• What you have to do: A single number is the answer: the count of lines in these records with "contains" in them.

====== Given records ======

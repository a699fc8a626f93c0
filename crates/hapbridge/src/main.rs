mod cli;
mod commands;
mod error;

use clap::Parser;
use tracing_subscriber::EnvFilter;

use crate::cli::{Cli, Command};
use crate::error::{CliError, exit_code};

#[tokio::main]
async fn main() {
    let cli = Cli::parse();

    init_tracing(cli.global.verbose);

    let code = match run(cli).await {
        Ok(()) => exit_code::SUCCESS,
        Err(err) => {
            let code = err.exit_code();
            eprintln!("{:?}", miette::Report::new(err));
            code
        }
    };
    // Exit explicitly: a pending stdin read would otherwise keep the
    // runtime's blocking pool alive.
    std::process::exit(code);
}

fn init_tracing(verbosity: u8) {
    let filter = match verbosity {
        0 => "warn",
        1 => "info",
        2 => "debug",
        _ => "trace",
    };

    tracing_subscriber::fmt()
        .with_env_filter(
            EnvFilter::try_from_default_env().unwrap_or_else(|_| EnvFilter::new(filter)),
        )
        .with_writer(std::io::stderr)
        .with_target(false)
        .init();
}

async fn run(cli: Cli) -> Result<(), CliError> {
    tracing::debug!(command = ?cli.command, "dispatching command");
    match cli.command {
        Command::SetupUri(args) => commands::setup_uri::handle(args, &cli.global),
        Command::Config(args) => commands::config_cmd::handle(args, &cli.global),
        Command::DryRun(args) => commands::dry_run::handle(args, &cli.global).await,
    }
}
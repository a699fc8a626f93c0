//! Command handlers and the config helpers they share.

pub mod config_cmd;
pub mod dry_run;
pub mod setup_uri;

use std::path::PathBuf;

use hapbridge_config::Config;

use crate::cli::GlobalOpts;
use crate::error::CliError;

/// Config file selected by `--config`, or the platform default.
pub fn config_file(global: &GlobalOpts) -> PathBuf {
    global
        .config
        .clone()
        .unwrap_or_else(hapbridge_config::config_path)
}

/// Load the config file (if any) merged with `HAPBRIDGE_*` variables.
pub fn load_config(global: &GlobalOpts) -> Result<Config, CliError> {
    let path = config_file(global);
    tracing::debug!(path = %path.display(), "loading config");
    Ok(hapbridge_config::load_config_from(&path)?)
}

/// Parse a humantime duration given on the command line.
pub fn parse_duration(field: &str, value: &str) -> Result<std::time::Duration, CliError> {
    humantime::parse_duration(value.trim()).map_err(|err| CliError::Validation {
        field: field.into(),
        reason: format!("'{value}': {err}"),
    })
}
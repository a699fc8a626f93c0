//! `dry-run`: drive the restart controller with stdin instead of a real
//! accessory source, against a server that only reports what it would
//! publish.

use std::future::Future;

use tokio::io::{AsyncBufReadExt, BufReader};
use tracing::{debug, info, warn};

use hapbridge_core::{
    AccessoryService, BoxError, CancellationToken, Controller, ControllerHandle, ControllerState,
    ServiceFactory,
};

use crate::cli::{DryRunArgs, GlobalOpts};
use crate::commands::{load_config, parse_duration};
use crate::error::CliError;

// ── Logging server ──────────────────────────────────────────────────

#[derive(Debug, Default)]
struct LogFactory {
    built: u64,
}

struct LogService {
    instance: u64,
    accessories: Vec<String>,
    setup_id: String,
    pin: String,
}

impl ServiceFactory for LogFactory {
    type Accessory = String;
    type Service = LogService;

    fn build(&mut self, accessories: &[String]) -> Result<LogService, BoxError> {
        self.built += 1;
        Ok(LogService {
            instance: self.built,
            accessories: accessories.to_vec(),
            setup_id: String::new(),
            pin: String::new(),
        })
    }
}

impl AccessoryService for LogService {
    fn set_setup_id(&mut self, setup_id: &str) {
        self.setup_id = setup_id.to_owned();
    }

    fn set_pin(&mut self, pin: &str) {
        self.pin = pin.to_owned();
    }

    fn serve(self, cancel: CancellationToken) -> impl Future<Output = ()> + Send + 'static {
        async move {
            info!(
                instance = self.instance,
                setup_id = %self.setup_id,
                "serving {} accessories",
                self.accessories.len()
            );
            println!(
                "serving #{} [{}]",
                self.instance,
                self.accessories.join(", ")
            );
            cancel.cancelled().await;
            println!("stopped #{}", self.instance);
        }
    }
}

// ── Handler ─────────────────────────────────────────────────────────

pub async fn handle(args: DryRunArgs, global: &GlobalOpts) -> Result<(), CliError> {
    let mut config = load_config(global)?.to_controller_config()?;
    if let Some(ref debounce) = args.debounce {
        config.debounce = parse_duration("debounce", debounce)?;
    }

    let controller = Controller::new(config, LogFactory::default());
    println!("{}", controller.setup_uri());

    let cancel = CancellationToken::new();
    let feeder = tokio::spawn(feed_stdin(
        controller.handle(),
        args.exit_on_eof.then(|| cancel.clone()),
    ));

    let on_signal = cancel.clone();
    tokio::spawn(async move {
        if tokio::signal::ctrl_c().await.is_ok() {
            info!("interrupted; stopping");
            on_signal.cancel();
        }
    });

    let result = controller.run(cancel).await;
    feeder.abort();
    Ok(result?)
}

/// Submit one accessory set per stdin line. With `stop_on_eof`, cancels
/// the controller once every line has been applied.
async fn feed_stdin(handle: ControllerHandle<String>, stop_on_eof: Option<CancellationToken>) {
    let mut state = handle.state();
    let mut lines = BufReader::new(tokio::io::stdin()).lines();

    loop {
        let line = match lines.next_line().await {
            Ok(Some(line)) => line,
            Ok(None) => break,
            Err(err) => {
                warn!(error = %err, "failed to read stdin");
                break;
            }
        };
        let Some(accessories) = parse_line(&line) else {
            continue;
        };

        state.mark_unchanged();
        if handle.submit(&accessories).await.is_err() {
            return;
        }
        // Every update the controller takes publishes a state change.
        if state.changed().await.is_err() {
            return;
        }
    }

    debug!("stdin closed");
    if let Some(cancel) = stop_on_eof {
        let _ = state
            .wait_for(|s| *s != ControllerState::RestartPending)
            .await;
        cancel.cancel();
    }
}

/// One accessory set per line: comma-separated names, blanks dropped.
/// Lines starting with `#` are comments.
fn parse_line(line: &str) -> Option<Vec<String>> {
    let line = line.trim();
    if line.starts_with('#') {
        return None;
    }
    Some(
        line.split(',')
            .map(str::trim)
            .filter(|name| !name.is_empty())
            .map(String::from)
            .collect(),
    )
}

======
====== Given records ======

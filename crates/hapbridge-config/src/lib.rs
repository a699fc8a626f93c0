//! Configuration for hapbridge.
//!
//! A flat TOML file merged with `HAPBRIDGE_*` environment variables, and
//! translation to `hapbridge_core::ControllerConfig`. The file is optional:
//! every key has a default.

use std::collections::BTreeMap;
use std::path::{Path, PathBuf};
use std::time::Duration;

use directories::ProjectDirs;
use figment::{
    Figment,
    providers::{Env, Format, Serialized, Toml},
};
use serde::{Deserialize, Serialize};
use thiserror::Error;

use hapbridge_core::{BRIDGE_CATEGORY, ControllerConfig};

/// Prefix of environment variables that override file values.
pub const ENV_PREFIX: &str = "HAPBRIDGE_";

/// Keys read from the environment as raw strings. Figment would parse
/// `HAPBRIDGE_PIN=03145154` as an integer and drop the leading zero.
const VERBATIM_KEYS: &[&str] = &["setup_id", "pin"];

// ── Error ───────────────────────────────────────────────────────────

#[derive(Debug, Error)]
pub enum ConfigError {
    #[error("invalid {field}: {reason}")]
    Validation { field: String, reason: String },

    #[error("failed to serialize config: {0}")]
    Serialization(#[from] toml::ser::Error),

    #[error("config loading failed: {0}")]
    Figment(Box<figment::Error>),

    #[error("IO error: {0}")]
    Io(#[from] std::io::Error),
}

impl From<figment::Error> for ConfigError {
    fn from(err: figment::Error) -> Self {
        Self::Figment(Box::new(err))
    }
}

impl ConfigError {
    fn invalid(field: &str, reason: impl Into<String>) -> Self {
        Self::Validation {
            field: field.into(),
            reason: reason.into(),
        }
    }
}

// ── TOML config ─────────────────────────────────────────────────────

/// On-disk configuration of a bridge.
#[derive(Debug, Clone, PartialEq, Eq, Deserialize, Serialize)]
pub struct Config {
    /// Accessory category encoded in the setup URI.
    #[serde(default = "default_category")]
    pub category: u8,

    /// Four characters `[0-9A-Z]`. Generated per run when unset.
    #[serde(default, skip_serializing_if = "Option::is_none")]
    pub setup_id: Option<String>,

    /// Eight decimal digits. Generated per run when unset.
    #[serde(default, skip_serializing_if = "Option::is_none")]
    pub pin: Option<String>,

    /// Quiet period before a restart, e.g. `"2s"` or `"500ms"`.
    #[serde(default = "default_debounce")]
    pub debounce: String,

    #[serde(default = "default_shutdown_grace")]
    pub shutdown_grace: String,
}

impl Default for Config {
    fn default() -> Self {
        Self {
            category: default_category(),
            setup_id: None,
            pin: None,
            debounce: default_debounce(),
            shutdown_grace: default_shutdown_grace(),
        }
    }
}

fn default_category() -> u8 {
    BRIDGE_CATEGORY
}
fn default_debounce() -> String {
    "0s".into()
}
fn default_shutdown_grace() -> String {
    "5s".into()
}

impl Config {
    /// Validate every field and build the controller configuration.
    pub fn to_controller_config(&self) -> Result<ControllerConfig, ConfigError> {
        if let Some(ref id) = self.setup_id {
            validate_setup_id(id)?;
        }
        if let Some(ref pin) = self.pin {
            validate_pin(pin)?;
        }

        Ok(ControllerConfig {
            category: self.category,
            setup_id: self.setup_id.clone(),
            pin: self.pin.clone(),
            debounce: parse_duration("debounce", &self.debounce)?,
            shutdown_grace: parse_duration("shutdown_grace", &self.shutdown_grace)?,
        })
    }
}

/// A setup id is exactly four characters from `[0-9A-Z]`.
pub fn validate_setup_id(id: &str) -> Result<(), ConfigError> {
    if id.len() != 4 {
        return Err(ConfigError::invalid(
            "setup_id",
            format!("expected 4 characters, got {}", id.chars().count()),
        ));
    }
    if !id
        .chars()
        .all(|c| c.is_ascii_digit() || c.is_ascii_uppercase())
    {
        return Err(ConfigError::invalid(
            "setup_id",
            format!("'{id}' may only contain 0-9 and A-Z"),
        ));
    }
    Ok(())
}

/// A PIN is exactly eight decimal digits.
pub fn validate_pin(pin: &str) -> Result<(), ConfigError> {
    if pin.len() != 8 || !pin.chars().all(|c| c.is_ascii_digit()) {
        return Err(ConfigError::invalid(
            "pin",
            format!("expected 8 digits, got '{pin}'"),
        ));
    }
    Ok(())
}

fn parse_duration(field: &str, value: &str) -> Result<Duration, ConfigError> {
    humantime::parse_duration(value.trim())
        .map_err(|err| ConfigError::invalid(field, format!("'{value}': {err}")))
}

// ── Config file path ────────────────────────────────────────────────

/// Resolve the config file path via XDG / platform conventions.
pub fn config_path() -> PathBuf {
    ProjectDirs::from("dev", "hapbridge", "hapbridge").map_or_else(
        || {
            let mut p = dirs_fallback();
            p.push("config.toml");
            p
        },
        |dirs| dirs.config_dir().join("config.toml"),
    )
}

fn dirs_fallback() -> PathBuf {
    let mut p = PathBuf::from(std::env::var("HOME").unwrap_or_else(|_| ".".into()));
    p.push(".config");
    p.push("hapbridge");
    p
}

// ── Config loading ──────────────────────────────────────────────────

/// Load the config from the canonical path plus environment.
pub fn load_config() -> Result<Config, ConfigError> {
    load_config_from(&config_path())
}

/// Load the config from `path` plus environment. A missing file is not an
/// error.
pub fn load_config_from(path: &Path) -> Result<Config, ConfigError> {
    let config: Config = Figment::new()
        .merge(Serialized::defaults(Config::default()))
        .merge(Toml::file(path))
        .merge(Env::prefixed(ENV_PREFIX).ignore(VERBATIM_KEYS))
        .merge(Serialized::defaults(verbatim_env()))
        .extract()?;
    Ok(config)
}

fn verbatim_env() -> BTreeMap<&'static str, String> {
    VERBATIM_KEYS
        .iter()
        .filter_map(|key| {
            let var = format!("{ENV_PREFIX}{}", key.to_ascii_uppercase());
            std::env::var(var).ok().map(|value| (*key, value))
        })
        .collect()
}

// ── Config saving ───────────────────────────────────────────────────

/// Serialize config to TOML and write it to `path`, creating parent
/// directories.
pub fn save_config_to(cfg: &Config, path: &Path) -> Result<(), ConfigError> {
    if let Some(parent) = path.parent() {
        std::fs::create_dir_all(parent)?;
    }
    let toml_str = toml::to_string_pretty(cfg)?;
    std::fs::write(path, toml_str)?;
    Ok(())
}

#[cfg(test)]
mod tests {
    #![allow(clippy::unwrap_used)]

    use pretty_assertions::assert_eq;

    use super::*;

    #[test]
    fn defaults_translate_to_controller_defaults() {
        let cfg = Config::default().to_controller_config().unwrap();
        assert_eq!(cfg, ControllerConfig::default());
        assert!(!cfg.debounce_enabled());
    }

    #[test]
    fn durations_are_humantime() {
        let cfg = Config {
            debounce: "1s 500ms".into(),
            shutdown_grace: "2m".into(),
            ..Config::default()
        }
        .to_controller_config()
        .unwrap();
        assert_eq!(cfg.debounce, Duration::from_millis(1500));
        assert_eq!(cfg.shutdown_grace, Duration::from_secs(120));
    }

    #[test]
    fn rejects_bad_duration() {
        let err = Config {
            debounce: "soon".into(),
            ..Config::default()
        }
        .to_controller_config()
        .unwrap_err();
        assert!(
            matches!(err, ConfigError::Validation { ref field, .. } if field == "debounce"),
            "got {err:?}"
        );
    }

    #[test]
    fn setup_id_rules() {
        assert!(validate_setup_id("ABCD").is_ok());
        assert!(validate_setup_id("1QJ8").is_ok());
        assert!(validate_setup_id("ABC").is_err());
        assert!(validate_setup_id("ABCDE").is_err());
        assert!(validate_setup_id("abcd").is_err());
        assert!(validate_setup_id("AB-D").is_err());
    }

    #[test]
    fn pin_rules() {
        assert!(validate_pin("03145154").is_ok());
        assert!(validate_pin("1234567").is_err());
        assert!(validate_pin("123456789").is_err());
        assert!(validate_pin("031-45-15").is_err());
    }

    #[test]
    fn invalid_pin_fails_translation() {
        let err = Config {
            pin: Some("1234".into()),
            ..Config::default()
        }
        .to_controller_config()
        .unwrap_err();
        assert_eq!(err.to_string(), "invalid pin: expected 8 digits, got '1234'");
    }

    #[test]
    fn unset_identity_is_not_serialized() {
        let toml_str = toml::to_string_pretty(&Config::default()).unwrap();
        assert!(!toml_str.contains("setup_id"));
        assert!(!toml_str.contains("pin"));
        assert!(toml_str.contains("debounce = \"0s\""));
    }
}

======
====== Given records ======

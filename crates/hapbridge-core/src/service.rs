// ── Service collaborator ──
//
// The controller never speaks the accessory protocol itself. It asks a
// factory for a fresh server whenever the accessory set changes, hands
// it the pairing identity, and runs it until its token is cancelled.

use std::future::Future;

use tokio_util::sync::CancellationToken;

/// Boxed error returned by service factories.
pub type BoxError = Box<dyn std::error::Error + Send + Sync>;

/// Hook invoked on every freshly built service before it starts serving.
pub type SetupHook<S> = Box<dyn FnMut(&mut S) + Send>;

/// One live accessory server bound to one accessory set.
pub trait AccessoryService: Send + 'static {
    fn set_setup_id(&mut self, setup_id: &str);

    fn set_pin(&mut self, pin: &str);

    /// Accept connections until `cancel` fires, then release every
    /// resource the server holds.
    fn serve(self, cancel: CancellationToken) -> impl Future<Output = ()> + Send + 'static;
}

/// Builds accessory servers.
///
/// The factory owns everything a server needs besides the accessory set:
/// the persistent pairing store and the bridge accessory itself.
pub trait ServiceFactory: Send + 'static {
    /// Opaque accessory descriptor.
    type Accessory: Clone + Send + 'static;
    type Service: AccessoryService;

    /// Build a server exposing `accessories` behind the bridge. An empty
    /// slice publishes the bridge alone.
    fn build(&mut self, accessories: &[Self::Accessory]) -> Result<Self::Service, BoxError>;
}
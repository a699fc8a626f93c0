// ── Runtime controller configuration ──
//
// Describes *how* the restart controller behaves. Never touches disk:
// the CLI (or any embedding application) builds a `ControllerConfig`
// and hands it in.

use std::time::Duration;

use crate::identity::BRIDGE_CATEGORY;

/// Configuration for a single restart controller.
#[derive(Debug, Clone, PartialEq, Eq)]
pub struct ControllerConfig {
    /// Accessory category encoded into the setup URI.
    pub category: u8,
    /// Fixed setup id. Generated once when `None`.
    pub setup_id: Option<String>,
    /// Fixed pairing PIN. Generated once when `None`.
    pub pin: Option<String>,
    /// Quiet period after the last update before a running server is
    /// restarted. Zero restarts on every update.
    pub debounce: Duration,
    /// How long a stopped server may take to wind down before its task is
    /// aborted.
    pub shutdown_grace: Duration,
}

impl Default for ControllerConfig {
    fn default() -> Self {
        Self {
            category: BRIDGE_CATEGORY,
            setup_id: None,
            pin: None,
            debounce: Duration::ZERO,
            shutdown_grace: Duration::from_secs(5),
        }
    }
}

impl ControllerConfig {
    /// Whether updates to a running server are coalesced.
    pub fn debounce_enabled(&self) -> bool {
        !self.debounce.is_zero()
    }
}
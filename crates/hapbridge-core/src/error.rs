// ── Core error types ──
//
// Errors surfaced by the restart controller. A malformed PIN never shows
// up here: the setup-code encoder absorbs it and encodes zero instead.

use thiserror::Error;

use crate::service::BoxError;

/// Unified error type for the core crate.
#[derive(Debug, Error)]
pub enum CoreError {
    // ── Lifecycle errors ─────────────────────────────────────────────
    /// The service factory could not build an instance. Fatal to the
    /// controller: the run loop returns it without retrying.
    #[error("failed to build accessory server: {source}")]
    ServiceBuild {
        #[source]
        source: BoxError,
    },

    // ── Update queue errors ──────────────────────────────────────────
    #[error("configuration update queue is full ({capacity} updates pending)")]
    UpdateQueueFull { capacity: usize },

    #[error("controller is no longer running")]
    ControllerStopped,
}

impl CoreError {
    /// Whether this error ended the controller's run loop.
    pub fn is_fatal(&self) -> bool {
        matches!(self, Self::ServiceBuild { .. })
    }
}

======

• Response to the task: 3